Some Thoughts on Praxeology, Thymology, and the Apriori
The discipline that Ludwig von Mises named praxeology derives from Carl Menger’s conception of “exact science” or “exact research.” For one interested in studying praxeology, Carl Menger’s Investigations into the Method of the Social Sciences is required reading. In Book 1, Chapters 1-5, Menger lays out his conception of scientific laws in terms of two kinds of regularities: exact laws and empirical laws.
The types and typical relationships (the laws) of the world of phenomena are not equally strict in all cases. A glance at the theoretical sciences teaches us rather that the regularities in the coexistence and in the succession of phenomena are in part without exception; indeed they are such that the possibility of an exception seems quite out of the question. However, some are such that they do indeed exhibit exceptions, or that in their case exceptions seem possible. The first are called laws of nature, the latter empirical laws.
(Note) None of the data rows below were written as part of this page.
//! Unit tests for the chain client
//!
//! These tests verify JSON-RPC request/response handling against a mock
//! node: hex parsing, log queries, transaction submission, receipt waiting,
//! and the transient/permanent error classification.

use std::time::Duration;

use serde_json::json;
use wiremock::matchers::{body_partial_json, method, path};
use wiremock::{Mock, MockServer, ResponseTemplate};

use trusted_relay::chain_client::{event_topic, AbiToken, ChainClient, ChainError};

#[path = "helpers.rs"]
mod helpers;
use helpers::{
    intent_committed_log, mock_rpc_method, mock_send_success, rpc_error, rpc_result, sample_intent,
    test_chain_client,
};

// ============================================================================
// TESTS
// ============================================================================

/// Test that the head height is parsed from its hex quantity
#[tokio::test]
async fn test_get_block_number() {
    let server = MockServer::start().await;
    mock_rpc_method(&server, "eth_blockNumber", rpc_result(json!("0x67"))).await;

    let client = test_chain_client(&server.uri(), "test");
    assert_eq!(client.get_block_number().await.unwrap(), 103);
}

/// Test that get_logs filters by topic0 and decodes quantities
#[tokio::test]
async fn test_get_logs_filters_and_parses() {
    let server = MockServer::start().await;
    let intent = sample_intent();

    // Assert the filter carries the keccak topic for the event signature
    Mock::given(method("POST"))
        .and(path("/"))
        .and(body_partial_json(json!({
            "method": "eth_getLogs",
            "params": [{
                "topics": [event_topic(
                    "IntentCommitted(bytes32,address,uint64,uint64,address,uint256,address,uint64,uint64)"
                )],
                "fromBlock": "0x64",
                "toBlock": "0x67",
            }],
        })))
        .respond_with(rpc_result(json!([intent_committed_log(&intent, 100)])))
        .expect(1)
        .mount(&server)
        .await;

    let client = test_chain_client(&server.uri(), "test");
    let logs = client
        .get_logs(
            "0x1000000000000000000000000000000000000001",
            "IntentCommitted(bytes32,address,uint64,uint64,address,uint256,address,uint64,uint64)",
            100,
            103,
        )
        .await
        .unwrap();

    assert_eq!(logs.len(), 1);
    assert_eq!(logs[0].block_number, 100);
    assert_eq!(logs[0].topics.len(), 3);
    assert_eq!(logs[0].data.len(), 7 * 32);
}

/// Test that send waits for a successful receipt
#[tokio::test]
async fn test_send_waits_for_receipt() {
    let server = MockServer::start().await;
    mock_send_success(&server).await;

    let client = test_chain_client(&server.uri(), "test");
    let receipt = client
        .send_function(
            "0x2000000000000000000000000000000000000002",
            "finalize(bytes32)",
            &[AbiToken::FixedBytes([0xaa; 32])],
        )
        .await
        .unwrap();

    assert_eq!(receipt.block_number, 16);
    assert!(receipt.transaction_hash.starts_with("0xfeed"));
}

/// Test that a duplicate revert is classified as permanent-duplicate
/// Why: the submitter treats duplicates as success; misclassifying one as
/// transient would retry forever
#[tokio::test]
async fn test_send_classifies_duplicate_revert() {
    let server = MockServer::start().await;
    mock_rpc_method(
        &server,
        "eth_sendTransaction",
        rpc_error("execution reverted: message already exists"),
    )
    .await;

    let client = test_chain_client(&server.uri(), "test");
    let err = client
        .send("0x2000000000000000000000000000000000000002", vec![0x01])
        .await
        .unwrap_err();

    assert!(matches!(err, ChainError::Duplicate(_)));
    assert!(!err.is_transient());
}

/// Test that a mined-but-failed receipt is a permanent failure
#[tokio::test]
async fn test_send_reverted_receipt_is_permanent() {
    let server = MockServer::start().await;
    mock_rpc_method(
        &server,
        "eth_sendTransaction",
        rpc_result(json!(
            "0xfeed000000000000000000000000000000000000000000000000000000000002"
        )),
    )
    .await;
    mock_rpc_method(
        &server,
        "eth_getTransactionReceipt",
        rpc_result(json!({
            "transactionHash": "0xfeed000000000000000000000000000000000000000000000000000000000002",
            "blockNumber": "0x10",
            "status": "0x0",
        })),
    )
    .await;

    let client = test_chain_client(&server.uri(), "test");
    let err = client
        .send("0x2000000000000000000000000000000000000002", vec![0x01])
        .await
        .unwrap_err();

    assert!(matches!(err, ChainError::Reverted(_)));
}

/// Test that a missing receipt times out as a transient error
#[tokio::test]
async fn test_send_receipt_timeout_is_transient() {
    let server = MockServer::start().await;
    mock_rpc_method(
        &server,
        "eth_sendTransaction",
        rpc_result(json!(
            "0xfeed000000000000000000000000000000000000000000000000000000000003"
        )),
    )
    .await;
    // Receipt never appears
    mock_rpc_method(&server, "eth_getTransactionReceipt", rpc_result(json!(null))).await;

    let client = ChainClient::new(
        "test",
        &server.uri(),
        "0x4000000000000000000000000000000000000004",
        Duration::from_millis(100),
    )
    .unwrap();

    let err = client
        .send("0x2000000000000000000000000000000000000002", vec![0x01])
        .await
        .unwrap_err();

    assert!(matches!(err, ChainError::ConfirmationTimeout(_)));
    assert!(err.is_transient());
}

/// Test that an unreachable node surfaces as a transient transport error
#[tokio::test]
async fn test_unreachable_node_is_transient() {
    let server = MockServer::start().await;
    Mock::given(method("POST"))
        .respond_with(ResponseTemplate::new(503))
        .mount(&server)
        .await;

    let client = test_chain_client(&server.uri(), "test");
    let err = client.get_block_number().await.unwrap_err();
    assert!(matches!(err, ChainError::Transport(_)));
    assert!(err.is_transient());
}

/// Test that eth_call results are returned as raw bytes
#[tokio::test]
async fn test_call_returns_bytes() {
    let server = MockServer::start().await;
    mock_rpc_method(
        &server,
        "eth_call",
        rpc_result(json!(format!("0x{}", "00".repeat(31) + "05"))),
    )
    .await;

    let client = test_chain_client(&server.uri(), "test");
    let data = client
        .call_function("0x2000000000000000000000000000000000000002", "getPendingCount()", &[])
        .await
        .unwrap();

    assert_eq!(data.len(), 32);
    assert_eq!(data[31], 5);
}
Regarding the study of exact laws (what Mises calls praxeology), Menger writes:
The aim of this orientation, which in the future we will call the exact one, an aim which research pursues in the same way in all realms of the world of phenomena, is the determination of strict laws of phenomena, of regularities in the succession of phenomena which do not present themselves to us as absolute, but which in respect to the approaches to cognition by which we attain to them simply bear within themselves the guarantee of absoluteness. It is the determination of laws of phenomena which commonly are called “laws of nature,” but more correctly should be designated by the expression “exact laws.”
…exact research solves the second problem of the theoretical sciences: the determination of the typical relationships, the laws of phenomena. The specific goal of this orientation of theoretical research is the determination of regularities in the relationships of phenomena which are guaranteed to be absolute and as such to be complete.[Exact science] arrive(s) at laws of phenomena which are not only absolute, but according to our laws of thinking simply cannot be thought of in any other way but as absolute. That is, it arrives at exact laws, the so-called “laws of nature” of phenomena.
Mises’s concept of praxeology consists of two primary components. The first component is the assumption of action, which means the assumption that a conscious actor attempts to replace the situation that confronts him/her with a (hopefully) more satisfactory situation. The second component is the notion of “exactness” or “apriority” or “certainty.” This means that praxeology is only concerned with those things that must necessarily occur when an actor attempts to replace one situation with another, not with those things that may or may not occur. In other words, praxeology is concerned with exact laws (not empirical laws) as applied to the actor’s attempt to change his/her current situation to something more satisfactory.
If I walk toward a location (action A), I may or may not arrive there (result or consequence B), and thus the relationship between my action and its result in this case is an empirical or nonnecessary relationship. On the other hand, if I walk toward a location (action A), I necessarily walk away from a different location (result or consequence B), and thus the relationship between my action and its result in this case is an exact or necessary relationship. The focus of praxeology is this latter type of “exact” relationship. As Mises writes:
Praxeological knowledge makes it possible to predict with apodictic certainty the outcome (B) of various modes of action (A). (HA, 3rd rev. ed. p. 117)(“A” and “B” added)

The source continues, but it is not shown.